[WHAT YOU HAVE TO DO]
Say how many lines of these entries include the word "FlowStep", and answer with the number alone.

*** INPUT DATA ***

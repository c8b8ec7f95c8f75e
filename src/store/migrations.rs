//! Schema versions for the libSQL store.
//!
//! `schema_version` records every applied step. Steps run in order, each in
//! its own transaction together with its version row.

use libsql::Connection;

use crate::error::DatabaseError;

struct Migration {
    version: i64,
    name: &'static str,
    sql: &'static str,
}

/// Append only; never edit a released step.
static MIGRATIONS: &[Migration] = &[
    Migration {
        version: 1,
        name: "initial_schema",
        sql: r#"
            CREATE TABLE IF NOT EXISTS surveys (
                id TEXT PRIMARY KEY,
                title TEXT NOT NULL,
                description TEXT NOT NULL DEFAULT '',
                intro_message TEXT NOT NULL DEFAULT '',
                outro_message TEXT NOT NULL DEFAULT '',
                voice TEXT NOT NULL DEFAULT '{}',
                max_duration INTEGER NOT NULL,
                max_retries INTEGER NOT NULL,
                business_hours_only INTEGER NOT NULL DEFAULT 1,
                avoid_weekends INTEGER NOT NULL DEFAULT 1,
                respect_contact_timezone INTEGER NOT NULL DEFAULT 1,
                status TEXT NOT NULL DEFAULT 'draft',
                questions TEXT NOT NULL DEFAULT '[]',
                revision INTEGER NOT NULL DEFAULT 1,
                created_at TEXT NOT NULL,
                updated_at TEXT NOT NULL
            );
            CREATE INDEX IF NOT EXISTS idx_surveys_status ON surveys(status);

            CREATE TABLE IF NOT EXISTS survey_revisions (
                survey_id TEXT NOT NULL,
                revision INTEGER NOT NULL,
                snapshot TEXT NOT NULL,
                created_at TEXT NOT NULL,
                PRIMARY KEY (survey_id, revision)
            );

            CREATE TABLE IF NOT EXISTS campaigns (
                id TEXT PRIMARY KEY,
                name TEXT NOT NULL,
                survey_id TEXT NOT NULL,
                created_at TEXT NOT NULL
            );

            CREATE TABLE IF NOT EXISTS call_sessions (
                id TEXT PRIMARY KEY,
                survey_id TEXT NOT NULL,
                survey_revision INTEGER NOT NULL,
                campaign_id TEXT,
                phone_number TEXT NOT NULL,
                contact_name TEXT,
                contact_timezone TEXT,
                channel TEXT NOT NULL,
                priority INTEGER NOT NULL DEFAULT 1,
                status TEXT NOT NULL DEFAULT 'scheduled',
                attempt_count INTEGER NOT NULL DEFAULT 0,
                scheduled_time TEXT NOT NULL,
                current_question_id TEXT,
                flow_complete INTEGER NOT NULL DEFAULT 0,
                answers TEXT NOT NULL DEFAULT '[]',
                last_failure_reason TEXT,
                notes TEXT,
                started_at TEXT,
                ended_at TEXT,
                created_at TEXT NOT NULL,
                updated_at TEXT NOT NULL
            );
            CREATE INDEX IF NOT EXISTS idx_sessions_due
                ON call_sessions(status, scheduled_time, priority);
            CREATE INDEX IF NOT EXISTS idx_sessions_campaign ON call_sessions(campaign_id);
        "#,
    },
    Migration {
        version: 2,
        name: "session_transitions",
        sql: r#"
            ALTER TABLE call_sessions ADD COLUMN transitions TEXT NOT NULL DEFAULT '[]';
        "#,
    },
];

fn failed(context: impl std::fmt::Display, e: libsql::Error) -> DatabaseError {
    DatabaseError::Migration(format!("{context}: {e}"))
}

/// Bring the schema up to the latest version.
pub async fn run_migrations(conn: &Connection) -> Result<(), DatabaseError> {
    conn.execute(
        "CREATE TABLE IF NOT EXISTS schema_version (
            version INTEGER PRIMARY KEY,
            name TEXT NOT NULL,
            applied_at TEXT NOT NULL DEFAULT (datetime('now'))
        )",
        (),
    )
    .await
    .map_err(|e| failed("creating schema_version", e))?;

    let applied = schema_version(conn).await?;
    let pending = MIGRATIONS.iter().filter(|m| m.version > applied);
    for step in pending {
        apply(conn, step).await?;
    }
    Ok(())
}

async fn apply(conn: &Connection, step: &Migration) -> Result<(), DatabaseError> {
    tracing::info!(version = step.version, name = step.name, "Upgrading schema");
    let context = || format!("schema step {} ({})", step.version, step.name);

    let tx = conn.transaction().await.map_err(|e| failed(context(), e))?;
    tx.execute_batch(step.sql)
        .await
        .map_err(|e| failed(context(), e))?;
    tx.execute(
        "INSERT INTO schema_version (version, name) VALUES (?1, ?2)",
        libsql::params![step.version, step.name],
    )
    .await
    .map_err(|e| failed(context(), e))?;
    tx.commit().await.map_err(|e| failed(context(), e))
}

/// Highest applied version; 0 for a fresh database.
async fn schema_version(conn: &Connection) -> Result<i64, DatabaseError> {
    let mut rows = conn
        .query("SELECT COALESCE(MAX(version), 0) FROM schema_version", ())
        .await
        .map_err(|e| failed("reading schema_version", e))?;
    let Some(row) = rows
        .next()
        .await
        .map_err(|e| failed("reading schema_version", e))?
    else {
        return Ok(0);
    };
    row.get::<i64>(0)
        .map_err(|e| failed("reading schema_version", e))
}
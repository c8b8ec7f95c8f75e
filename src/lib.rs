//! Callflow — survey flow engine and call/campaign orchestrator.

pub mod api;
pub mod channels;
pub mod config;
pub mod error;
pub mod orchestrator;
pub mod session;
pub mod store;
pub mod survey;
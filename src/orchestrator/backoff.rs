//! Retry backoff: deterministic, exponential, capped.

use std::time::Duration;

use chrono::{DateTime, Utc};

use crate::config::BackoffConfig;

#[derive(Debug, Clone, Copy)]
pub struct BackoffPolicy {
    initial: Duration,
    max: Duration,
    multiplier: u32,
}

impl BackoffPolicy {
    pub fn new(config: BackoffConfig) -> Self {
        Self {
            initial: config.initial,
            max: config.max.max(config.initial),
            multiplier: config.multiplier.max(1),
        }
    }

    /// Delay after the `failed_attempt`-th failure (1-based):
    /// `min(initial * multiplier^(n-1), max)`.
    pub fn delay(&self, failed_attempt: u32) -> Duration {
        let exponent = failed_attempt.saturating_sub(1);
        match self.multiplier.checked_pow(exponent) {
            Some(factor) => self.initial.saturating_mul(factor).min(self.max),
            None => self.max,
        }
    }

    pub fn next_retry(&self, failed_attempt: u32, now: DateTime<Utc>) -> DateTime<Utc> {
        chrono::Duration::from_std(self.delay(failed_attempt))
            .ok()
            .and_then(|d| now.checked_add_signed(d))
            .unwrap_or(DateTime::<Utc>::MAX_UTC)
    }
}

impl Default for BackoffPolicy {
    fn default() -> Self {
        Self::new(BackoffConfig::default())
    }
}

*** End of INPUT DATA ***
*** INPUT DATA ***

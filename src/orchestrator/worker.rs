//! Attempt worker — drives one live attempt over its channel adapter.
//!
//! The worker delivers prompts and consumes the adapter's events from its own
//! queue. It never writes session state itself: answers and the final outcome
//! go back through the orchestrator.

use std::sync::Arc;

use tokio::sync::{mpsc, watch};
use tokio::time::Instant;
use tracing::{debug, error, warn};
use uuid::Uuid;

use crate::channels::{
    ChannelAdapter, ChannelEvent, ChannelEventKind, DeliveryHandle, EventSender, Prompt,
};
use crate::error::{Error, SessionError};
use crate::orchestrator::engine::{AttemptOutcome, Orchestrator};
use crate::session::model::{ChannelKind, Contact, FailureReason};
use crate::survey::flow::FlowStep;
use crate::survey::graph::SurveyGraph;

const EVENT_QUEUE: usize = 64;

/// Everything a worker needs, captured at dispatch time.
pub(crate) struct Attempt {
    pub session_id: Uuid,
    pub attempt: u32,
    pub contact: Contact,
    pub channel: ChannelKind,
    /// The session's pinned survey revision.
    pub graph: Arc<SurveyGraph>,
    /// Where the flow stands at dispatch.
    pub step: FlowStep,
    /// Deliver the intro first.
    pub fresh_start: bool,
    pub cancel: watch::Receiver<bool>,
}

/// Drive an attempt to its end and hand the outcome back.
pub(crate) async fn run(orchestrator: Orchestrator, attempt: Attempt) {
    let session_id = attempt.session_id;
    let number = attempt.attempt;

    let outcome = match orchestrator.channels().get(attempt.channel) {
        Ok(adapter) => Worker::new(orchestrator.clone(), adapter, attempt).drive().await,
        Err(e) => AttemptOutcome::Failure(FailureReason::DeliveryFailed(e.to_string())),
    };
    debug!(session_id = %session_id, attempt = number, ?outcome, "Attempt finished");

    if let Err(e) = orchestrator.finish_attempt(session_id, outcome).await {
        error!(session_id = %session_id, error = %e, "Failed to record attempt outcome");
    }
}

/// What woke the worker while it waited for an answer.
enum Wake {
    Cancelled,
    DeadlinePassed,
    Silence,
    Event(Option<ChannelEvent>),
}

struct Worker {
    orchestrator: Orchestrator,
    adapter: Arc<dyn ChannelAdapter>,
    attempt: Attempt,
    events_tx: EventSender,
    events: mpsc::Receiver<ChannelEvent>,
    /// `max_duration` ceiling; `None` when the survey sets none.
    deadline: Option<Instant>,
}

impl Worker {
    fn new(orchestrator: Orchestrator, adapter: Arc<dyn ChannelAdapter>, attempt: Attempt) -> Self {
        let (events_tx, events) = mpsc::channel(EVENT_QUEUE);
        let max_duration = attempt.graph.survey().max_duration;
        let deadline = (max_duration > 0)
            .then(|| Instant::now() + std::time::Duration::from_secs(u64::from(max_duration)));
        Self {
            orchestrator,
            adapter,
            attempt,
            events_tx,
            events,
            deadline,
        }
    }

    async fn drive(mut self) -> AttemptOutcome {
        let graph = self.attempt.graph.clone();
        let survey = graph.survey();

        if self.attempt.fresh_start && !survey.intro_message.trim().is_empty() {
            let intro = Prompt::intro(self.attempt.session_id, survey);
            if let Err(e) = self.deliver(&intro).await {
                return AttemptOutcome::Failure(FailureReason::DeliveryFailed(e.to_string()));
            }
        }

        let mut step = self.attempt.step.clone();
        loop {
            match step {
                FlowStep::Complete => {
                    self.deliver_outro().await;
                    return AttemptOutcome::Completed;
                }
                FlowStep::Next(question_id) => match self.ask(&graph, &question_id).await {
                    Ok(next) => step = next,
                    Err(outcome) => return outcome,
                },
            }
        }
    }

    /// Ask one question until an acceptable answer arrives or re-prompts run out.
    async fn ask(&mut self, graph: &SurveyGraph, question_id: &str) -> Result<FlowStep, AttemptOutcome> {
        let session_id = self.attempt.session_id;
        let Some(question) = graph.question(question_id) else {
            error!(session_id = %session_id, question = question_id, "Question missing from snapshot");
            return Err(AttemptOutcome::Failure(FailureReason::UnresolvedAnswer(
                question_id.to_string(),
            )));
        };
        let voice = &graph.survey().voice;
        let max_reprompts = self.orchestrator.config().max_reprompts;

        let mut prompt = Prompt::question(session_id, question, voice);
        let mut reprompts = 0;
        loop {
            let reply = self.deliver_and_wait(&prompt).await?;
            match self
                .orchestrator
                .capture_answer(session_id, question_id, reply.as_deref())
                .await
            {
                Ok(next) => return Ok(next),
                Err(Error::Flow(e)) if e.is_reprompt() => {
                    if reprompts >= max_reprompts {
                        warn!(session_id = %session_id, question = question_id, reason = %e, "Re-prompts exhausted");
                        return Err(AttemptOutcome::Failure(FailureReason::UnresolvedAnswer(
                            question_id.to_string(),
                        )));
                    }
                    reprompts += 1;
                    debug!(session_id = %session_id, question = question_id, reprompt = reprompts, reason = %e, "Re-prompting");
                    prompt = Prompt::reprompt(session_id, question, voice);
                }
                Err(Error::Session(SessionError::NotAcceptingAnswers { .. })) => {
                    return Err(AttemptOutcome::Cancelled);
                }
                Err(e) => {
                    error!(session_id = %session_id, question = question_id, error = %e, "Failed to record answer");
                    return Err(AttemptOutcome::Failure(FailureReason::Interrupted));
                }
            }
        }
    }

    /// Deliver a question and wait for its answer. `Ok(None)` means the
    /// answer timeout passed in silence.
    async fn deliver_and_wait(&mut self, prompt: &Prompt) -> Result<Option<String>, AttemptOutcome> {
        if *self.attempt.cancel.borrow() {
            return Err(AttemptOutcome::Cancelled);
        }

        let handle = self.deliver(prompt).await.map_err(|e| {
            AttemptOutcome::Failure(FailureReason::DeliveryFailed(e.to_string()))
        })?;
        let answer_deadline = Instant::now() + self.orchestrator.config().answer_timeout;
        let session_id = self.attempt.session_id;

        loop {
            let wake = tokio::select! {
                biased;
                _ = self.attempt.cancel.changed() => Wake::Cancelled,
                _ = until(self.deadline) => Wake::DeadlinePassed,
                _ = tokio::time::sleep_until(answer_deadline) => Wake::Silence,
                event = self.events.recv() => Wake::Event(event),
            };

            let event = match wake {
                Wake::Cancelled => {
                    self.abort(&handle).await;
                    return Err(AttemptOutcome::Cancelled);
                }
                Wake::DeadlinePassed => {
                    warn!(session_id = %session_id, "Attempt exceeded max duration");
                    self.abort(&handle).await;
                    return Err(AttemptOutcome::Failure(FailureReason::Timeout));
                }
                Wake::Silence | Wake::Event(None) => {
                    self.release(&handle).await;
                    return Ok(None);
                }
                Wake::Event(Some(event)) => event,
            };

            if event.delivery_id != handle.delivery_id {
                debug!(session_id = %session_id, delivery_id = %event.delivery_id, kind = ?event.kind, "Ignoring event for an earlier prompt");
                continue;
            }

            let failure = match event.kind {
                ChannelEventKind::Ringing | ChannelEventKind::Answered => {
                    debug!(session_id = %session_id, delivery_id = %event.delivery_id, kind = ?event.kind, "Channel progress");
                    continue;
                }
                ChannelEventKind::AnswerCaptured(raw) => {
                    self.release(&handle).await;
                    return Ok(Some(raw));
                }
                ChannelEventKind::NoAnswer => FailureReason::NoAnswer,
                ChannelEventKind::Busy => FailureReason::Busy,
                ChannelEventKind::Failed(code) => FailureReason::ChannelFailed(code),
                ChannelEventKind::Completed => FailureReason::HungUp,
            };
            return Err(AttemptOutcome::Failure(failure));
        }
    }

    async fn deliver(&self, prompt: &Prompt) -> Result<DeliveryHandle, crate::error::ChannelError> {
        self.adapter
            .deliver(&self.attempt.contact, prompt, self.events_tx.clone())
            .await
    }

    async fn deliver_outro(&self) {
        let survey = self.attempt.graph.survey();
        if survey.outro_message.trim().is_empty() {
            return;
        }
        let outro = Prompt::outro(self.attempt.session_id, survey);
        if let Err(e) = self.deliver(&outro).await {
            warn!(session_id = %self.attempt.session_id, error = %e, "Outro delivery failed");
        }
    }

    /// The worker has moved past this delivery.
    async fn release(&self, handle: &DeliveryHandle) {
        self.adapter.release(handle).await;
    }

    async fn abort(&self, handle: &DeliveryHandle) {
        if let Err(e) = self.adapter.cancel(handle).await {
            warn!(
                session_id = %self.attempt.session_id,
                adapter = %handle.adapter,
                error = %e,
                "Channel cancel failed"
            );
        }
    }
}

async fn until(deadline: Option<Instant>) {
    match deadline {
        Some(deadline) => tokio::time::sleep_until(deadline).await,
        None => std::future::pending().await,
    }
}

*** End of INPUT DATA ***

[WRITTEN SOLUTION]
5